# WHAT TO PRODUCE:
Repeat exactly the lines from the start of the material below up to and including the "const STDERR_TAIL_BYTES: usize = 2048;" line.

# RECORDS FOR THE TASK:
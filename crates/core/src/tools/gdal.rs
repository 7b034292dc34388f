//! ecCodes/GDAL process-backed toolkit.

use async_trait::async_trait;
use std::path::{Path, PathBuf};
use std::process::Stdio;
use std::time::Instant;
use tokio::process::Command;
use tokio::time::{timeout, Duration};
use tracing::{debug, warn};

use crate::metrics;

use super::config::ToolsConfig;
use super::error::ToolError;
use super::traits::GeoToolkit;
use super::types::{ComponentSpec, RasterSpec, Tool, ZoomRange};

/// Only the tail of stderr is kept in errors.
const STDERR_TAIL_BYTES: usize = 2048;

/// Toolkit that shells out to `grib_copy` and the GDAL utilities.
pub struct GdalToolkit {
    config: ToolsConfig,
}

impl GdalToolkit {
    /// Creates a new toolkit with the given configuration.
    pub fn new(config: ToolsConfig) -> Self {
        Self { config }
    }

    /// Creates a toolkit with default configuration.
    pub fn with_defaults() -> Self {
        Self::new(ToolsConfig::default())
    }

    fn program(&self, tool: Tool) -> &Path {
        match tool {
            Tool::Extract => &self.config.grib_copy_path,
            Tool::Composite => &self.config.gdalbuildvrt_path,
            Tool::Rasterize | Tool::Convert => &self.config.gdal_translate_path,
            Tool::Tile => &self.config.gdal2tiles_path,
        }
    }

    fn build_extract_args(input: &Path, component: &ComponentSpec, output: &Path) -> Vec<String> {
        vec![
            "-w".to_string(),
            component.selector.clone(),
            input.to_string_lossy().to_string(),
            output.to_string_lossy().to_string(),
        ]
    }

    fn build_composite_args(components: &[PathBuf], crs: &str, output: &Path) -> Vec<String> {
        let mut args = vec![
            "-overwrite".to_string(),
            "-separate".to_string(),
            "-a_srs".to_string(),
            crs.to_string(),
            output.to_string_lossy().to_string(),
        ];
        args.extend(components.iter().map(|p| p.to_string_lossy().to_string()));
        args
    }

    fn build_rasterize_args(composite: &Path, spec: &RasterSpec, output: &Path) -> Vec<String> {
        let mut args = vec![
            "-of".to_string(),
            "GTiff".to_string(),
            "-ot".to_string(),
            "Byte".to_string(),
            "-outsize".to_string(),
            spec.width.to_string(),
            spec.height.to_string(),
            "-scale".to_string(),
            spec.scale_min.to_string(),
            spec.scale_max.to_string(),
            "0".to_string(),
            "255".to_string(),
        ];
        for band in &spec.bands {
            args.extend(["-b".to_string(), band.to_string()]);
        }
        args.push(composite.to_string_lossy().to_string());
        args.push(output.to_string_lossy().to_string());
        args
    }

    fn build_convert_args(raster: &Path, output: &Path) -> Vec<String> {
        vec![
            "-of".to_string(),
            "PNG".to_string(),
            raster.to_string_lossy().to_string(),
            output.to_string_lossy().to_string(),
        ]
    }

    fn build_tile_args(&self, raster: &Path, zoom: ZoomRange, output_dir: &Path) -> Vec<String> {
        vec![
            "--xyz".to_string(),
            "-z".to_string(),
            zoom.to_string(),
            "-w".to_string(),
            "none".to_string(),
            format!("--processes={}", self.config.tile_processes.max(1)),
            raster.to_string_lossy().to_string(),
            output_dir.to_string_lossy().to_string(),
        ]
    }

    /// Runs one tool to completion and checks its declared output.
    async fn run(&self, tool: Tool, args: Vec<String>, output: &Path) -> Result<PathBuf, ToolError> {
        let program = self.program(tool);
        let start = Instant::now();
        debug!(tool = %tool, program = %program.display(), args = ?args, "Running tool");

        let child = Command::new(program)
            .args(&args)
            .stdin(Stdio::null())
            .stdout(Stdio::null())
            .stderr(Stdio::piped())
            .kill_on_drop(true)
            .spawn()
            .map_err(|e| {
                if e.kind() == std::io::ErrorKind::NotFound {
                    ToolError::NotFound {
                        tool,
                        program: program.to_path_buf(),
                    }
                } else {
                    ToolError::Io(e)
                }
            })?;

        // Dropping the wait future on timeout drops the child, which kills it.
        let deadline = Duration::from_secs(self.config.timeout_secs);
        let result = match timeout(deadline, child.wait_with_output()).await {
            Ok(result) => result?,
            Err(_) => {
                metrics::TOOL_INVOCATIONS
                    .with_label_values(&[tool.as_str(), "timeout"])
                    .inc();
                warn!(tool = %tool, timeout_secs = self.config.timeout_secs, "Tool timed out");
                return Err(ToolError::Timeout {
                    tool,
                    timeout_secs: self.config.timeout_secs,
                });
            }
        };

        metrics::TOOL_DURATION
            .with_label_values(&[tool.as_str()])
            .observe(start.elapsed().as_secs_f64());

        if !result.status.success() {
            metrics::TOOL_INVOCATIONS
                .with_label_values(&[tool.as_str(), "failed"])
                .inc();
            return Err(ToolError::failed(
                tool,
                result.status.code(),
                stderr_tail(&result.stderr),
            ));
        }

        if !tokio::fs::try_exists(output).await.unwrap_or(false) {
            metrics::TOOL_INVOCATIONS
                .with_label_values(&[tool.as_str(), "failed"])
                .inc();
            return Err(ToolError::MissingOutput {
                tool,
                path: output.to_path_buf(),
            });
        }

        metrics::TOOL_INVOCATIONS
            .with_label_values(&[tool.as_str(), "success"])
            .inc();
        debug!(
            tool = %tool,
            duration_ms = start.elapsed().as_millis() as u64,
            output = %output.display(),
            "Tool finished"
        );

        Ok(output.to_path_buf())
    }

    async fn check_version(&self, tool: Tool, version_arg: &str) -> Result<(), ToolError> {
        let program = self.program(tool);
        let result = Command::new(program)
            .arg(version_arg)
            .stdin(Stdio::null())
            .output()
            .await;

        match result {
            Ok(_) => Ok(()),
            Err(e) if e.kind() == std::io::ErrorKind::NotFound => Err(ToolError::NotFound {
                tool,
                program: program.to_path_buf(),
            }),
            Err(e) => Err(ToolError::Io(e)),
        }
    }
}

fn stderr_tail(stderr: &[u8]) -> String {
    let text = String::from_utf8_lossy(stderr);
    if text.len() <= STDERR_TAIL_BYTES {
        return text.into_owned();
    }
    let mut start = text.len() - STDERR_TAIL_BYTES;
    while !text.is_char_boundary(start) {
        start += 1;
    }
    text[start..].to_string()
}

#[async_trait]
impl GeoToolkit for GdalToolkit {
    fn name(&self) -> &str {
        "gdal"
    }

    async fn extract_component(
        &self,
        input: &Path,
        component: &ComponentSpec,
        output: &Path,
    ) -> Result<PathBuf, ToolError> {
        let args = Self::build_extract_args(input, component, output);
        self.run(Tool::Extract, args, output).await
    }

    async fn build_composite(
        &self,
        components: &[PathBuf],
        crs: &str,
        output: &Path,
    ) -> Result<PathBuf, ToolError> {
        if components.is_empty() {
            return Err(ToolError::InvalidArguments {
                tool: Tool::Composite,
                reason: "no component rasters".to_string(),
            });
        }
        let args = Self::build_composite_args(components, crs, output);
        self.run(Tool::Composite, args, output).await
    }

    async fn rasterize(
        &self,
        composite: &Path,
        spec: &RasterSpec,
        output: &Path,
    ) -> Result<PathBuf, ToolError> {
        let args = Self::build_rasterize_args(composite, spec, output);
        self.run(Tool::Rasterize, args, output).await
    }

    async fn convert_image(&self, raster: &Path, output: &Path) -> Result<PathBuf, ToolError> {
        let args = Self::build_convert_args(raster, output);
        self.run(Tool::Convert, args, output).await
    }

    async fn generate_tiles(
        &self,
        raster: &Path,
        zoom: ZoomRange,
        output_dir: &Path,
    ) -> Result<PathBuf, ToolError> {
        if !zoom.is_valid() {
            return Err(ToolError::InvalidArguments {
                tool: Tool::Tile,
                reason: format!("zoom range {} is inverted", zoom),
            });
        }
        let args = self.build_tile_args(raster, zoom, output_dir);
        self.run(Tool::Tile, args, output_dir).await
    }

    async fn validate(&self) -> Result<(), ToolError> {
        self.check_version(Tool::Extract, "-V").await?;
        self.check_version(Tool::Composite, "--version").await?;
        self.check_version(Tool::Rasterize, "--version").await?;
        self.check_version(Tool::Tile, "--version").await?;
        Ok(())
    }
}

# TASK OUTPUT:
filename crates/core/src/tools/gdal.rs
repository 7b034292dc34388f
//! ecCodes/GDAL process-backed toolkit.

use async_trait::async_trait;
use std::path::{Path, PathBuf};
use std::process::Stdio;
use std::time::Instant;
use tokio::process::Command;
use tokio::time::{timeout, Duration};
use tracing::{debug, warn};

use crate::metrics;

use super::config::ToolsConfig;
use super::error::ToolError;
use super::traits::GeoToolkit;
use super::types::{ComponentSpec, RasterSpec, Tool, ZoomRange};

/// Only the tail of stderr is kept in errors.
const STDERR_TAIL_BYTES: usize = 2048;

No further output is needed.